Can you restate the lines of the entries below, word for word, from the first one through the line that includes "has no refresh"?

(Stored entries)

+ + +

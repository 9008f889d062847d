//! API error type and [`axum::response::IntoResponse`] implementation.

use axum::{
  Json,
  http::{HeaderValue, StatusCode, header},
  response::{IntoResponse, Response},
};
use serde_json::json;
use thiserror::Error;

use crate::tokens::TokenError;

pub(crate) const USER_NOT_FOUND: &str = "User not found. Please login first.";
pub(crate) const MISSING_REFRESH_TOKEN: &str =
  "User has no refresh token. Please re-authenticate with prompt=consent.";

/// An error returned by an API handler.
#[derive(Debug, Error)]
pub enum ApiError {
  #[error("not found: {0}")]
  NotFound(String),

  /// The principal exists but lacks what the operation needs. Reported as
  /// 400, not 412.
  #[error("precondition failed: {0}")]
  PreconditionFailed(String),

  /// The identity provider refused the stored refresh token.
  #[error("reauthentication required: {0}")]
  Reauthenticate(String),

  #[error("upstream error: {0}")]
  Upstream(String),

  /// A Calendar API rejection, passed through unchanged.
  #[error("calendar api returned {status}")]
  Remote {
    status:       u16,
    body:         String,
    content_type: Option<String>,
  },

  #[error("store error: {0}")]
  Store(#[source] Box<dyn std::error::Error + Send + Sync>),
}

impl From<meetbot_google::Error> for ApiError {
  fn from(e: meetbot_google::Error) -> Self {
    match e {
      meetbot_google::Error::Remote { status, body, content_type } => {
        ApiError::Remote { status, body, content_type }
      }
      other => ApiError::Upstream(other.to_string()),
    }
  }
}

impl From<TokenError> for ApiError {
  fn from(e: TokenError) -> Self {
    match e {
      TokenError::Core(meetbot_core::Error::MissingRefreshToken(_)) => {
        ApiError::PreconditionFailed(MISSING_REFRESH_TOKEN.to_owned())
      }
      TokenError::Refresh(meetbot_google::Error::Provider { .. }) => ApiError::Reauthenticate(
        "Stored credentials were rejected by the identity provider. Please login again."
          .to_owned(),
      ),
      TokenError::Refresh(other) => ApiError::Upstream(other.to_string()),
      TokenError::PrincipalGone(_) => ApiError::NotFound(USER_NOT_FOUND.to_owned()),
      TokenError::Store(e) => ApiError::Store(e),
    }
  }
}

impl IntoResponse for ApiError {
  fn into_response(self) -> Response {
    let (status, message) = match self {
      ApiError::Remote { status, body, content_type } => {
        let status = StatusCode::from_u16(status).unwrap_or(StatusCode::BAD_GATEWAY);
        let mut res = (status, body).into_response();
        if let Some(ct) = content_type.and_then(|ct| HeaderValue::from_str(&ct).ok()) {
          res.headers_mut().insert(header::CONTENT_TYPE, ct);
        }
        return res;
      }
      ApiError::NotFound(m) => (StatusCode::NOT_FOUND, m),
      ApiError::PreconditionFailed(m) => (StatusCode::BAD_REQUEST, m),
      ApiError::Reauthenticate(m) => (StatusCode::UNAUTHORIZED, m),
      ApiError::Upstream(m) => (StatusCode::BAD_GATEWAY, m),
      ApiError::Store(e) => (StatusCode::INTERNAL_SERVER_ERROR, e.to_string()),
    };
    (status, Json(json!({ "error": message }))).into_response()
  }
}
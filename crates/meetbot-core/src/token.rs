//! Token payloads exchanged with the identity provider.

/// The only token type the identity provider issues.
pub const BEARER: &str = "Bearer";

/// An OAuth token payload.
///
/// Produced either by the identity provider (code exchange, refresh) or
/// synthesised from the values already stored on a
/// [`Principal`](crate::principal::Principal).
#[derive(Debug, Clone, PartialEq, Eq)]
pub struct TokenGrant {
  pub access_token:  String,
  pub token_type:    String,
  /// Only present when the provider issued a new one.
  pub refresh_token: Option<String>,
  /// Absolute expiry of `access_token`, in epoch seconds.
  pub expires_at:    Option<i64>,
}

impl TokenGrant {
  /// A bearer grant with no refresh token.
  pub fn bearer(access_token: impl Into<String>, expires_at: Option<i64>) -> Self {
    Self {
      access_token: access_token.into(),
      token_type: BEARER.to_owned(),
      refresh_token: None,
      expires_at,
    }
  }

  pub fn with_refresh_token(mut self, refresh_token: impl Into<String>) -> Self {
    self.refresh_token = Some(refresh_token.into());
    self
  }

  /// Build a grant from a token-endpoint response, converting the relative
  /// `expires_in` into an absolute expiry anchored at `now`.
  pub fn from_expires_in(
    access_token:  String,
    token_type:    Option<String>,
    refresh_token: Option<String>,
    expires_in:    Option<i64>,
    now:           i64,
  ) -> Self {
    Self {
      access_token,
      token_type: token_type.unwrap_or_else(|| BEARER.to_owned()),
      refresh_token,
      expires_at: expires_in.map(|secs| now + secs),
    }
  }

  /// Seconds until the access token expires, clamped at zero.
  pub fn expires_in(&self, now: i64) -> Option<i64> {
    self.expires_at.map(|at| (at - now).max(0))
  }
}

/// An access token with unknown expiry counts as expired.
pub fn is_expired(expires_at: Option<i64>, now: i64) -> bool {
  match expires_at {
    Some(at) => at < now,
    None => true,
  }
}
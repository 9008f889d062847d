//! Route handlers.
//!
//! | Method | Path | Notes |
//! |--------|------|-------|
//! | `GET`  | `/` | Liveness greeting |
//! | `GET`  | `/login` | 302 to the consent screen |
//! | `GET`  | `/auth` | OAuth callback; `?code=...&state=...` |
//! | `POST` | `/create-event` | Body: [`events::CreateEventRequest`] |

pub mod auth;
pub mod events;

use axum::Json;
use serde_json::{Value, json};

/// `GET /`
pub async fn root() -> Json<Value> { Json(json!({ "message": "Hello Bot" })) }
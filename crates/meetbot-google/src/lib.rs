//! HTTP clients for Google's OAuth 2.0 / OIDC endpoints and the Calendar API.
//!
//! Both clients share one [`reqwest::Client`], so a single timeout policy
//! applies to every outbound call.

pub mod calendar;
pub mod endpoints;
pub mod error;
pub mod event;
pub mod oauth;

pub use calendar::CalendarClient;
pub use endpoints::{ClientCredentials, Endpoints};
pub use error::{Error, Result};
pub use oauth::OAuthClient;
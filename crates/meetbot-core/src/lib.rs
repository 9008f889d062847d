//! Core types and trait definitions for meetbot.
//!
//! This crate is deliberately free of HTTP and database dependencies. It
//! holds the principal record, the token payload, the rules for merging a
//! login or a refresh into a stored record, and the [`store::PrincipalStore`]
//! trait that storage backends implement.

pub mod error;
pub mod principal;
pub mod store;
pub mod token;

pub use error::{Error, Result};
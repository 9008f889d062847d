//! Google Calendar API client.

use reqwest::header::CONTENT_TYPE;
use tracing::{debug, warn};

use crate::{
  endpoints::Endpoints,
  error::{Error, Result},
  event::EventResource,
};

/// Calendar API client. Access tokens are passed per call, so one client
/// serves every principal.
#[derive(Debug, Clone)]
pub struct CalendarClient {
  http:       reqwest::Client,
  events_url: String,
}

impl CalendarClient {
  pub fn new(http: reqwest::Client, endpoints: &Endpoints) -> Self {
    let events_url = format!(
      "{}/calendars/primary/events",
      endpoints.calendar_api_base.trim_end_matches('/'),
    );
    Self { http, events_url }
  }

  /// Creates `event` on the user's primary calendar and returns the event
  /// resource the API sends back.
  ///
  /// A non-success status becomes [`Error::Remote`] with the body untouched.
  pub async fn create_event(
    &self,
    access_token: &str,
    event: &EventResource,
  ) -> Result<serde_json::Value> {
    let response = self
      .http
      .post(&self.events_url)
      .query(&[("conferenceDataVersion", "1")])
      .bearer_auth(access_token)
      .json(event)
      .send()
      .await?;

    let status = response.status();
    let content_type = response
      .headers()
      .get(CONTENT_TYPE)
      .and_then(|v| v.to_str().ok())
      .map(String::from);
    let body = response.text().await?;

    if !status.is_success() {
      warn!(%status, "calendar api rejected event");
      return Err(Error::Remote { status: status.as_u16(), body, content_type });
    }

    let created: serde_json::Value = serde_json::from_str(&body)
      .map_err(|e| Error::InvalidResponse(format!("invalid event resource: {e}")))?;
    debug!(id = ?created.get("id"), "calendar event created");
    Ok(created)
  }
}

#[cfg(test)]
mod tests {
  use serde_json::json;
  use wiremock::{
    Mock, MockServer, ResponseTemplate,
    matchers::{header, method, path, query_param},
  };

  use super::*;
  use crate::event::{EventDetails, EventResource};

  fn client(server: &MockServer) -> CalendarClient {
    let endpoints = Endpoints {
      calendar_api_base: format!("{}/calendar/v3/", server.uri()),
      ..Endpoints::default()
    };
    CalendarClient::new(reqwest::Client::new(), &endpoints)
  }

  fn sync_event() -> EventResource {
    let details: EventDetails = serde_json::from_value(json!({"summary": "Sync"})).unwrap();
    EventResource::from_details(details, chrono::Utc::now())
  }

  #[tokio::test]
  async fn create_event_posts_to_primary_calendar() {
    let server = MockServer::start().await;
    Mock::given(method("POST"))
      .and(path("/calendar/v3/calendars/primary/events"))
      .and(query_param("conferenceDataVersion", "1"))
      .and(header("authorization", "Bearer ya29.access"))
      .respond_with(ResponseTemplate::new(200).set_body_json(json!({
        "id": "evt-1",
        "hangoutLink": "https://meet.google.com/abc-defg-hij",
      })))
      .expect(1)
      .mount(&server)
      .await;

    let created = client(&server).create_event("ya29.access", &sync_event()).await.unwrap();
    assert_eq!(created["id"], "evt-1");

    let requests = server.received_requests().await.unwrap();
    let sent: serde_json::Value = requests[0].body_json().unwrap();
    assert_eq!(sent["summary"], "Sync");
    assert!(sent["conferenceData"]["createRequest"]["requestId"].is_string());
  }

  #[tokio::test]
  async fn rejection_keeps_status_and_body_verbatim() {
    let server = MockServer::start().await;
    Mock::given(method("POST"))
      .respond_with(
        ResponseTemplate::new(403)
          .set_body_raw(r#"{"error":"forbidden"}"#, "application/json"),
      )
      .mount(&server)
      .await;

    let err = client(&server).create_event("ya29.access", &sync_event()).await.unwrap_err();
    match err {
      Error::Remote { status, body, content_type } => {
        assert_eq!(status, 403);
        assert_eq!(body, r#"{"error":"forbidden"}"#);
        assert_eq!(content_type.as_deref(), Some("application/json"));
      }
      other => panic!("unexpected error: {other}"),
    }
  }
}
//! Error type for `meetbot-google`.

use thiserror::Error;

#[derive(Debug, Error)]
pub enum Error {
  #[error("http request failed: {0}")]
  Http(#[from] reqwest::Error),

  #[error("invalid endpoint url: {0}")]
  Url(#[from] url::ParseError),

  /// The identity provider answered a token or userinfo request with a
  /// non-success status.
  #[error("{endpoint} endpoint returned {status}: {body}")]
  Provider {
    endpoint: &'static str,
    status:   u16,
    body:     String,
  },

  /// The Calendar API rejected a request. Status, body and content type are
  /// kept verbatim so they can be handed back to the caller unchanged.
  #[error("calendar api returned {status}")]
  Remote {
    status:       u16,
    body:         String,
    content_type: Option<String>,
  },

  #[error("invalid response: {0}")]
  InvalidResponse(String),
}

pub type Result<T, E = Error> = std::result::Result<T, E>;
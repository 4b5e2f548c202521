// FICHIER : src-api/src/utils/logger.rs

use crate::utils::config::LogConfig;
use std::sync::Once;
use tracing_appender::rolling;
use tracing_subscriber::{fmt, layer::SubscriberExt, util::SubscriberInitExt, EnvFilter, Layer};

// Sécurité pour éviter la double initialisation (crash fréquent en tests)
static INIT: Once = Once::new();

pub fn init_logging(config: &LogConfig) {
    INIT.call_once(|| {
        // =========================================================================
        // LAYER 1 : CONSOLE
        // =========================================================================
        let env_filter = EnvFilter::try_from_default_env()
            .or_else(|_| EnvFilter::try_new(&config.level))
            .unwrap_or_else(|_| EnvFilter::new("info"));

        let console_layer = fmt::layer()
            .compact()
            .with_target(false)
            .with_filter(env_filter);

        // =========================================================================
        // LAYER 2 : FICHIER JSON (optionnel, rotation quotidienne)
        // =========================================================================
        let file_layer = config.dir.as_ref().and_then(|dir| {
            if let Err(e) = std::fs::create_dir_all(dir) {
                eprintln!("⚠️ [Logger] Dossier de logs inaccessible {:?} : {}", dir, e);
                return None;
            }
            let file_appender = rolling::daily(dir, "vitrine.log");
            Some(
                fmt::layer()
                    .json()
                    .with_writer(file_appender)
                    .with_target(true)
                    .with_file(true)
                    .with_line_number(true),
            )
        });

        let registry = tracing_subscriber::registry()
            .with(console_layer)
            .with(file_layer);

        if registry.try_init().is_err() {
            tracing::warn!("⚠️ [Logger] Ré-initialisation ignorée (subscriber global déjà actif).");
            return;
        }

        tracing::info!(level = %config.level, dir = ?config.dir, "🚀 Logger initialisé");
    });
}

+ + +

_Finished exercise_:
repository 9008f889d062847d
//! API error type and [`axum::response::IntoResponse`] implementation.

use axum::{
  Json,
  http::{HeaderValue, StatusCode, header},
  response::{IntoResponse, Response},
};
use serde_json::json;
use thiserror::Error;

use crate::tokens::TokenError;

pub(crate) const USER_NOT_FOUND: &str = "User not found. Please login first.";
pub(crate) const MISSING_REFRESH_TOKEN: &str =
  "User has no refresh token. Please re-authenticate with prompt=consent.";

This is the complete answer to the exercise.